Back in 2013, Zendaya wrote on her now-defunct app that she struggled with anxiety after an appearance on Ellen where her mic went out. She has since learned ways to manage those feelings, adding, “Sometimes you just have to take a step back so things stop stressin’ you.”
Selena Gomez
The singer candidly described her mental health journey with WSJ Magazine, saying, “My highs were really high, and my lows would take me out for weeks at a time.”

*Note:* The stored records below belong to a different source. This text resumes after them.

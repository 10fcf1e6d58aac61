//! Configuration management for function-instance-control.
//!
//! This module handles loading, merging, and validating configuration from files
//! and CLI arguments. It supports YAML, JSON, and TOML formats.

use crate::cli::{Args, ConfigFormat, LogLevel};
use function_instance_control::host::{DEFAULT_MAX_CONCURRENT_CALLS, DEFAULT_PORT};
use function_instance_control::registry::DEFAULT_EXCEPTION_HISTORY;
use serde::{Deserialize, Serialize};
use std::fs;
use std::net::IpAddr;
use std::path::{Path, PathBuf};
use tracing::info;

// Default configuration constants
pub const DEFAULT_BIND_ADDR: &str = "::";
pub const DEFAULT_INSTANCE_ID: &str = "0";
pub const MAX_SYNTHETIC_LOAD: u32 = 100_000;
pub const MAX_EXCEPTION_HISTORY: usize = 10_000;

/// Effective configuration of the control service.
#[derive(Debug, Clone, Serialize, Deserialize)]
pub struct Config {
    // Server configuration
    pub port: Option<u16>,
    pub bind: Option<String>,
    #[serde(alias = "max-concurrent-calls")]
    pub max_concurrent_calls: Option<usize>,

    // Instance
    #[serde(alias = "instance-id")]
    pub instance_id: Option<String>,
    #[serde(alias = "exception-history")]
    pub exception_history: Option<usize>,

    // Feature flags
    #[serde(alias = "enable-prometheus")]
    pub enable_prometheus: Option<bool>,

    // Logging
    pub log_level: Option<String>,

    /// Invocations per second for the synthetic execution path
    #[serde(alias = "synthetic-load")]
    pub synthetic_load: Option<u32>,
}

impl Default for Config {
    fn default() -> Self {
        Self {
            port: Some(DEFAULT_PORT),
            bind: Some(DEFAULT_BIND_ADDR.to_string()),
            max_concurrent_calls: Some(DEFAULT_MAX_CONCURRENT_CALLS),
            instance_id: Some(DEFAULT_INSTANCE_ID.to_string()),
            exception_history: Some(DEFAULT_EXCEPTION_HISTORY),
            enable_prometheus: Some(true),
            log_level: Some("info".into()),
            synthetic_load: None,
        }
    }
}

/// Parses a log level name as accepted by `--log-level`.
pub fn parse_log_level(name: &str) -> Option<LogLevel> {
    match name.to_ascii_lowercase().as_str() {
        "off" => Some(LogLevel::Off),
        "error" => Some(LogLevel::Error),
        "warn" => Some(LogLevel::Warn),
        "info" => Some(LogLevel::Info),
        "debug" => Some(LogLevel::Debug),
        "trace" => Some(LogLevel::Trace),
        _ => None,
    }
}

/// Validate effective config (used by --check-config and at startup)
pub fn validate_effective_config(cfg: &Config) -> Result<(), Box<dyn std::error::Error>> {
    if let Some(bind) = cfg.bind.as_deref() {
        if bind.parse::<IpAddr>().is_err() {
            return Err(format!("Invalid bind address '{}'", bind).into());
        }
    }

    if cfg.max_concurrent_calls == Some(0) {
        return Err("max_concurrent_calls must be greater than 0".into());
    }

    if let Some(n) = cfg.exception_history {
        if n == 0 || n > MAX_EXCEPTION_HISTORY {
            return Err(format!(
                "exception_history must be between 1 and {}, got {}",
                MAX_EXCEPTION_HISTORY, n
            )
            .into());
        }
    }

    if let Some(level) = cfg.log_level.as_deref() {
        if parse_log_level(level).is_none() {
            return Err(format!(
                "Invalid log_level '{}', expected one of off, error, warn, info, debug, trace",
                level
            )
            .into());
        }
    }

    if let Some(rate) = cfg.synthetic_load {
        if rate == 0 || rate > MAX_SYNTHETIC_LOAD {
            return Err(format!(
                "synthetic_load must be between 1 and {}, got {}",
                MAX_SYNTHETIC_LOAD, rate
            )
            .into());
        }
    }

    if cfg.instance_id.as_deref().is_some_and(|id| id.trim().is_empty()) {
        return Err("instance_id must not be empty".into());
    }

    Ok(())
}

/// Resolves configuration from CLI args, config file, and defaults.
/// This enforces precedence: CLI (if provided) > config file > default.
pub fn resolve_config(args: &Args) -> Result<Config, Box<dyn std::error::Error>> {
    let mut config = if args.no_config {
        Config::default()
    } else {
        load_config(args.config.as_deref())?
    };

    if let Some(bind_ip) = args.bind {
        config.bind = Some(bind_ip.to_string());
    }
    if let Some(cli_port) = args.port {
        config.port = Some(cli_port);
    }
    if let Some(n) = args.max_concurrent_calls {
        config.max_concurrent_calls = Some(n);
    }
    if let Some(id) = &args.instance_id {
        config.instance_id = Some(id.clone());
    }
    if let Some(n) = args.exception_history {
        config.exception_history = Some(n);
    }
    if args.disable_prometheus {
        config.enable_prometheus = Some(false);
    }
    if let Some(rate) = args.synthetic_load {
        config.synthetic_load = Some(rate);
    }

    Ok(config)
}

/// Loads a config file, falling back to defaults when none exists.
pub fn load_config(path: Option<&Path>) -> Result<Config, Box<dyn std::error::Error>> {
    let path = match path {
        Some(p) => {
            if !p.exists() {
                return Err(format!("Config file not found: {}", p.display()).into());
            }
            p.to_path_buf()
        }
        None => {
            let defaults = [
                "/etc/function-instance-control/config.yaml",
                "/etc/function-instance-control/config.yml",
                "/etc/function-instance-control/config.json",
                "./function-instance-control.yaml",
                "./function-instance-control.yml",
                "./function-instance-control.json",
            ];
            match defaults.iter().find(|p| Path::new(p).exists()) {
                Some(p) => PathBuf::from(p),
                None => return Ok(Config::default()),
            }
        }
    };

    let content = fs::read_to_string(&path)?;

    match path.extension().and_then(|s| s.to_str()) {
        Some("json") => {
            let config: Config = serde_json::from_str(&content)?;
            info!("Loaded JSON configuration from: {}", path.display());
            Ok(config)
        }
        Some("toml") => {
            let config: Config = toml::from_str(&content)?;
            info!("Loaded TOML configuration from: {}", path.display());
            Ok(config)
        }
        _ => {
            // Default to YAML
            let config: Config = serde_yaml::from_str(&content)?;
            info!("Loaded YAML configuration from: {}", path.display());
            Ok(config)
        }
    }
}

/// Renders configuration in the requested format.
pub fn render_config(
    config: &Config,
    format: &ConfigFormat,
) -> Result<String, Box<dyn std::error::Error>> {
    Ok(match format {
        ConfigFormat::Json => serde_json::to_string_pretty(config)?,
        ConfigFormat::Toml => toml::to_string_pretty(config)?,
        ConfigFormat::Yaml => serde_yaml::to_string(config)?,
    })
}

/// Shows configuration in requested format
pub fn show_config(config: &Config, format: ConfigFormat) -> Result<(), Box<dyn std::error::Error>> {
    println!("{}", render_config(config, &format)?);
    Ok(())
}
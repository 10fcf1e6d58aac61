//! function-instance-control
//!
//! Control-plane endpoint for a function instance with tracing logging.
//! This is the main entry point that initializes the server and handles subcommands.

mod cli;
mod commands;
mod config;
mod synthetic;

use clap::Parser;
use function_instance_control::{
    ControlService, HostOptions, MetricsRegistry, ServiceHost, StatusField,
};
use std::net::{IpAddr, SocketAddr};
use std::sync::Arc;
use tokio::signal;
use tracing::{debug, error, info, level_filters::LevelFilter};

use cli::{Args, Commands, LogLevel};
use commands::command_config;
use config::{
    parse_log_level, resolve_config, show_config, validate_effective_config, Config,
    DEFAULT_BIND_ADDR, DEFAULT_INSTANCE_ID,
};
use function_instance_control::host::{DEFAULT_MAX_CONCURRENT_CALLS, DEFAULT_PORT};
use function_instance_control::registry::DEFAULT_EXCEPTION_HISTORY;

/// Initializes tracing logging subsystem with configured log level.
/// CLI flag wins over the config file.
fn setup_logging(config: &Config, args: &Args) {
    let level = args
        .log_level
        .or_else(|| config.log_level.as_deref().and_then(parse_log_level))
        .unwrap_or(LogLevel::Info);

    let filter = match level {
        LogLevel::Off => LevelFilter::OFF,
        LogLevel::Error => LevelFilter::ERROR,
        LogLevel::Warn => LevelFilter::WARN,
        LogLevel::Info => LevelFilter::INFO,
        LogLevel::Debug => LevelFilter::DEBUG,
        LogLevel::Trace => LevelFilter::TRACE,
    };

    let subscriber = tracing_subscriber::fmt()
        .with_max_level(filter)
        .with_target(true)
        .with_thread_ids(false)
        .with_file(true)
        .with_line_number(true)
        .finish();

    if let Err(e) = tracing::subscriber::set_global_default(subscriber) {
        eprintln!("Failed to set tracing subscriber: {}", e);
        return;
    }

    info!("Logging initialized with level: {:?}", level);
}

/// Helper function to load and validate configuration.
/// Exits the process with error code 1 if validation fails.
fn load_validated_config(args: &Args) -> Result<Config, Box<dyn std::error::Error>> {
    let config = resolve_config(args)?;
    if let Err(e) = validate_effective_config(&config) {
        eprintln!("❌ Configuration invalid: {}", e);
        std::process::exit(1);
    }
    Ok(config)
}

/// Translates the effective config into transport settings.
fn host_options(config: &Config) -> Result<HostOptions, Box<dyn std::error::Error>> {
    let bind: IpAddr = config.bind.as_deref().unwrap_or(DEFAULT_BIND_ADDR).parse()?;
    let port = config.port.unwrap_or(DEFAULT_PORT);

    Ok(HostOptions {
        addr: SocketAddr::new(bind, port),
        max_concurrent_calls: config
            .max_concurrent_calls
            .unwrap_or(DEFAULT_MAX_CONCURRENT_CALLS),
        enable_prometheus: config.enable_prometheus.unwrap_or(true),
        instance_id: instance_id(config),
    })
}

fn instance_id(config: &Config) -> String {
    config
        .instance_id
        .clone()
        .unwrap_or_else(|| DEFAULT_INSTANCE_ID.to_string())
}

/// Resolves on SIGINT or SIGTERM.
async fn shutdown_signal() {
    let ctrl_c = async {
        if let Err(e) = signal::ctrl_c().await {
            error!("Failed to install Ctrl+C handler: {}", e);
            std::future::pending::<()>().await;
        }
    };

    #[cfg(unix)]
    let terminate = async {
        match signal::unix::signal(signal::unix::SignalKind::terminate()) {
            Ok(mut stream) => {
                stream.recv().await;
            }
            Err(e) => {
                error!("Failed to install SIGTERM handler: {}", e);
                std::future::pending::<()>().await;
            }
        }
    };

    #[cfg(not(unix))]
    let terminate = std::future::pending::<()>();

    tokio::select! {
        _ = ctrl_c => {
            info!("Received SIGINT (Ctrl+C), shutting down gracefully...");
        }
        _ = terminate => {
            info!("Received SIGTERM, shutting down gracefully...");
        }
    }
}

/// Main application entry point.
#[tokio::main]
async fn main() -> Result<(), Box<dyn std::error::Error>> {
    let args = Args::parse();

    // Early config resolution for show/check modes
    if args.show_config || args.check_config {
        let config = resolve_config(&args)?;

        if args.check_config {
            if let Err(e) = validate_effective_config(&config) {
                eprintln!("❌ Configuration invalid: {}", e);
                std::process::exit(1);
            }
            println!("✅ Configuration is valid");
            return Ok(());
        }

        return show_config(&config, args.config_format);
    }

    // Handle subcommands
    if let Some(command) = &args.command {
        return match command {
            Commands::Config {
                output,
                format,
                commented,
            } => command_config(output.clone(), format.clone(), *commented),
        };
    }

    // Load configuration for main server mode
    let config = load_validated_config(&args)?;

    setup_logging(&config, &args);

    info!("Starting function-instance-control");

    let registry = Arc::new(MetricsRegistry::with_exception_history(
        config.exception_history.unwrap_or(DEFAULT_EXCEPTION_HISTORY),
    ));
    debug!("Metrics registry initialized");

    let load = config
        .synthetic_load
        .map(|rate| synthetic::spawn(registry.clone(), rate));

    let service = ControlService::new(registry.clone(), instance_id(&config));
    let host = ServiceHost::new(service, host_options(&config)?)?;
    let bound = host.bind().await?;

    let result = bound.serve(shutdown_signal()).await;

    if let Some(task) = load {
        task.abort();
    }
    registry.set_status_field(StatusField::Running(false));

    // A serve failure ends the process with a non-zero exit code
    result?;
    info!("Shutdown complete");
    Ok(())
}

“I found out I do suffer from mental health issues,” she shared. “I got on the right medication, and my life has been completely changed.”
Lady Gaga
The Grammy winner made it her mission to spread kindness and be open about mental health, including her own.
“I have struggled for a long time, both being public and not public about my mental health issues or my mental illness,” she said during the Global Changemakers Award at Children Mending Hearts’ Empathy Rocks fundraiser in 2018. “But, I truly believe that secrets keep you sick.”